| name | random-domain-knowledge-row-generator |
| description | Reference documentation for the RandomDomainKnowledgeRowGenerator operator.
[Purpose] Calls an LLM repeatedly with the same domain-generation prompt and writes the generated results into one column of an existing DataFrame.
[When to use] Use it when you already have a seed DataFrame with the exact target row count and want to fill one output column with domain-specific generated content. If you need to build prompts from existing row fields, use PromptedGenerator or FormatStrPromptedGenerator instead. |
| trigger_keywords | ["RandomDomainKnowledgeRowGenerator","random-domain-knowledge","domain generation","synthetic sft rows"] |
| version | 1.0.0 |
RandomDomainKnowledgeRowGenerator Operator Reference
RandomDomainKnowledgeRowGenerator does not read any input column values, but it still reads the input DataFrame itself.
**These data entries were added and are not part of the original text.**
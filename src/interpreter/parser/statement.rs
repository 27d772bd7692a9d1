use crate::{
    ast::{NIL, NodeKind},
    error::ParseError,
    interpreter::{
        lexer::TokenKind,
        parser::core::{ParseResult, Parser},
    },
};

impl Parser<'_> {
    /// Parses a single statement.
    ///
    /// A statement may be one of:
    /// - a function definition,
    /// - an `if`, `while` or `for` statement,
    /// - a `return` statement,
    /// - an assignment (`IDENT = expr`),
    /// - an expression used as a statement.
    ///
    /// # Returns
    /// The arena index of the parsed statement node. The caller attaches it
    /// to the enclosing program or block.
    pub(crate) fn parse_statement(&mut self) -> ParseResult<u32> {
        while self.eat(&TokenKind::Newline) {}

        if self.at_end() {
            let token = self.current();
            return Err(ParseError::UnexpectedEndOfInput { line:   token.line,
                                                          column: token.column, });
        }

        match self.kind() {
            TokenKind::Function => self.parse_function_definition(),
            TokenKind::If => self.parse_if_statement(),
            TokenKind::While => self.parse_while_statement(),
            TokenKind::For => self.parse_for_statement(),
            TokenKind::Return => self.parse_return_statement(),
            TokenKind::Identifier(_) if self.next_is_assign() => self.parse_assignment(),
            // Block structure and clause keywords can never begin a
            // statement; a dangling `else` or stray indentation lands here.
            TokenKind::Indent
            | TokenKind::Dedent
            | TokenKind::Else
            | TokenKind::Elif
            | TokenKind::In
            | TokenKind::Colon => {
                let token = self.current();
                Err(ParseError::UnexpectedToken { found:  token.kind.describe(),
                                                  line:   token.line,
                                                  column: token.column, })
            },
            _ => self.parse_expression_statement(),
        }
    }

    /// Looks one token ahead for `=`, skipping trivia, to distinguish an
    /// assignment from an expression beginning with an identifier.
    fn next_is_assign(&self) -> bool {
        let mut ahead = self.position + 1;
        while let Some(token) = self.tokens.get(ahead) {
            match token.kind {
                TokenKind::Comment(_) => ahead += 1,
                TokenKind::Assign => return true,
                _ => return false,
            }
        }
        false
    }

    /// Parses `IDENT = expression`.
    fn parse_assignment(&mut self) -> ParseResult<u32> {
        let token = self.token_index();
        let TokenKind::Identifier(name) = self.kind().clone() else {
            return Err(self.expected_error("identifier in assignment"));
        };
        self.advance();

        let interned = self.ast.strings.intern(&name);
        let target = self.ast.push(NodeKind::Identifier { name: interned }, token);

        self.expect(&TokenKind::Assign, "'=' in assignment")?;

        let value = self.parse_expression()?;

        let node = self.ast.push(NodeKind::Assignment { target, value }, token);
        self.ast.add_child(node, target);
        self.ast.add_child(node, value);
        Ok(node)
    }

    /// Parses `if condition:` with optional `elif` chains and a final
    /// `else:`. An `elif` parses as a nested if-statement in the else slot.
    fn parse_if_statement(&mut self) -> ParseResult<u32> {
        let token = self.token_index();
        self.advance(); // consume 'if' or 'elif'

        let condition = self.parse_expression()?;
        self.expect(&TokenKind::Colon, "':' after if condition")?;
        let then_block = self.parse_block()?;

        let else_block = if self.check(&TokenKind::Elif) {
            self.parse_if_statement()?
        } else if self.eat(&TokenKind::Else) {
            self.expect(&TokenKind::Colon, "':' after else")?;
            self.parse_block()?
        } else {
            NIL
        };

        let node = self.ast.push(NodeKind::If { condition,
                                                then_block,
                                                else_block },
                                 token);
        self.ast.add_child(node, condition);
        self.ast.add_child(node, then_block);
        if else_block != NIL {
            self.ast.add_child(node, else_block);
        }
        Ok(node)
    }

    /// Parses `while condition:` followed by a block.
    fn parse_while_statement(&mut self) -> ParseResult<u32> {
        let token = self.token_index();
        self.advance(); // consume 'while'

        let condition = self.parse_expression()?;
        self.expect(&TokenKind::Colon, "':' after while condition")?;
        let body = self.parse_block()?;

        let node = self.ast.push(NodeKind::While { condition, body }, token);
        self.ast.add_child(node, condition);
        self.ast.add_child(node, body);
        Ok(node)
    }

    /// Parses `for IDENT in expression:` followed by a block.
    fn parse_for_statement(&mut self) -> ParseResult<u32> {
        let token = self.token_index();
        self.advance(); // consume 'for'

        let variable_token = self.token_index();
        let TokenKind::Identifier(name) = self.kind().clone() else {
            return Err(self.expected_error("loop variable after 'for'"));
        };
        self.advance();

        let interned = self.ast.strings.intern(&name);
        let variable = self.ast
                           .push(NodeKind::Identifier { name: interned }, variable_token);

        self.expect(&TokenKind::In, "'in' after loop variable")?;

        let iterable = self.parse_expression()?;
        self.expect(&TokenKind::Colon, "':' after for iterable")?;
        let body = self.parse_block()?;

        let node = self.ast.push(NodeKind::For { variable,
                                                 iterable,
                                                 body },
                                 token);
        self.ast.add_child(node, variable);
        self.ast.add_child(node, iterable);
        self.ast.add_child(node, body);
        Ok(node)
    }

    /// Parses `function IDENT(params):` followed by a block. Parameters are
    /// zero or more identifiers separated by commas.
    fn parse_function_definition(&mut self) -> ParseResult<u32> {
        let token = self.token_index();
        self.advance(); // consume 'function'

        let TokenKind::Identifier(name) = self.kind().clone() else {
            return Err(self.expected_error("function name"));
        };
        self.advance();

        self.expect(&TokenKind::LParen, "'(' after function name")?;

        let mut params = Vec::new();
        if !self.check(&TokenKind::RParen) {
            loop {
                let param_token = self.token_index();
                let TokenKind::Identifier(param) = self.kind().clone() else {
                    return Err(self.expected_error("parameter name"));
                };
                self.advance();

                let interned = self.ast.strings.intern(&param);
                params.push(self.ast
                                .push(NodeKind::Identifier { name: interned }, param_token));

                if !self.eat(&TokenKind::Comma) {
                    break;
                }
            }
        }

        self.expect(&TokenKind::RParen, "')' after parameters")?;
        self.expect(&TokenKind::Colon, "':' after function signature")?;

        let body = self.parse_block()?;

        let interned = self.ast.strings.intern(&name);
        let node = self.ast.push(NodeKind::FunctionDef { name:        interned,
                                                         params:      params.first()
                                                                            .copied()
                                                                            .unwrap_or(NIL),
                                                         param_count:
                                                             u32::try_from(params.len()).unwrap_or(0),
                                                         body, },
                                 token);
        for param in params {
            self.ast.add_child(node, param);
        }
        self.ast.add_child(node, body);
        Ok(node)
    }

    /// Parses `return` with an optional value expression. The value is
    /// absent when the line ends immediately.
    fn parse_return_statement(&mut self) -> ParseResult<u32> {
        let token = self.token_index();
        self.advance(); // consume 'return'

        let value = if self.check(&TokenKind::Newline)
                       || self.check(&TokenKind::Dedent)
                       || self.at_end()
        {
            NIL
        } else {
            self.parse_expression()?
        };

        let node = self.ast.push(NodeKind::Return { value }, token);
        if value != NIL {
            self.ast.add_child(node, value);
        }
        Ok(node)
    }

    /// Wraps a bare expression in an expression-statement node.
    fn parse_expression_statement(&mut self) -> ParseResult<u32> {
        let token = self.token_index();
        let expression = self.parse_expression()?;

        let node = self.ast
                       .push(NodeKind::ExpressionStatement { expression }, token);
        self.ast.add_child(node, expression);
        Ok(node)
    }
}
The operator builds generation_num prompts from domain_keys, calls llm_serving.generate_from_input(...), and assigns the returned list into dataframe[output_key].
See examples/good.md for a runnable example and examples/bad.md for common failure cases.
1. Import
from dataflow.operators.core_text import RandomDomainKnowledgeRowGenerator
from dataflow.prompts.general_text import SFTFromScratchGeneratorPrompt
2. Constructor
RandomDomainKnowledgeRowGenerator(
llm_serving=llm,
generation_num=200,
domain_keys="machine learning, deep learning, neural networks",
prompt_template=SFTFromScratchGeneratorPrompt(),
)
| Parameter | Required | Default | Description |
|---|
llm_serving | Yes | None | LLM serving object. It must implement generate_from_input(user_inputs, ...). Examples in dataflow.serving include APILLMServing_request, LiteLLMServing, and LocalModelLLMServing_vllm. |
generation_num | Yes | None | Number of prompts to build and number of outputs expected from the LLM call. |
domain_keys | Yes | None | Domain description passed directly into SFTFromScratchGeneratorPrompt.build_prompt(domain_keys). The source annotation is str, so use a string such as "finance, accounting, tax". |
prompt_template | No in signature, but effectively required | None | Prompt object used for every generation call. In practice you must pass an instantiated SFTFromScratchGeneratorPrompt() or another prompt allowed by @prompt_restrict(...). Leaving it as None will fail before generation starts. |
Important Constructor Notes
prompt_template=None is not a safe fallback. The code calls self.prompt_template.build_prompt(self.domain_keys) directly, so None raises AttributeError.
- The default prompt class is
SFTFromScratchGeneratorPrompt, and its build_prompt() method expects domain_keys: str.
- The prompt asks the LLM to output a single-line JSON object containing fields such as
instruction, input, output, and domain.
3. run() Signature
output_key = op.run(
storage=self.storage.step(),
output_key="generated_content",
)
| Parameter | Required | Default | Description |
|---|
storage | Yes | None | DataFlowStorage / FileStorage step object. The operator reads a DataFrame from here and writes the updated DataFrame back. |
output_key | No | "generated_content" | Column name used to store generated results. |
Return Value
The method returns the string output_key.
4. Actual Runtime Logic
The source code behavior is:
- Read the current DataFrame from
storage.read("dataframe").
- Ignore all column values in that DataFrame.
- Build
generation_num prompts by repeatedly calling prompt_template.build_prompt(domain_keys).
- Call
llm_serving.generate_from_input(llm_inputs).
- Assign the returned list to
dataframe[output_key].
- Write the updated DataFrame back to storage and return
output_key.
5. Critical Constraints
len(dataframe) should match generation_num. Otherwise dataframe[output_key] = generated_outputs can fail with a pandas length-mismatch error.
- An empty seed file plus
generation_num > 0 is not safe for the current implementation. The operator still writes back into the existing DataFrame instead of creating rows.
6. Usage Guidance
Use this operator when:
- You want one generated sample per existing seed row.
- The row contents are irrelevant, and you only need the row count plus an output column.
- You want the default
SFTFromScratchGeneratorPrompt behavior for domain-focused SFT sample generation.
Do not use this operator when:
- You need prompts built from existing columns.
- You expect the operator to create rows from an empty DataFrame.
- You need per-row domain variation based on different input fields.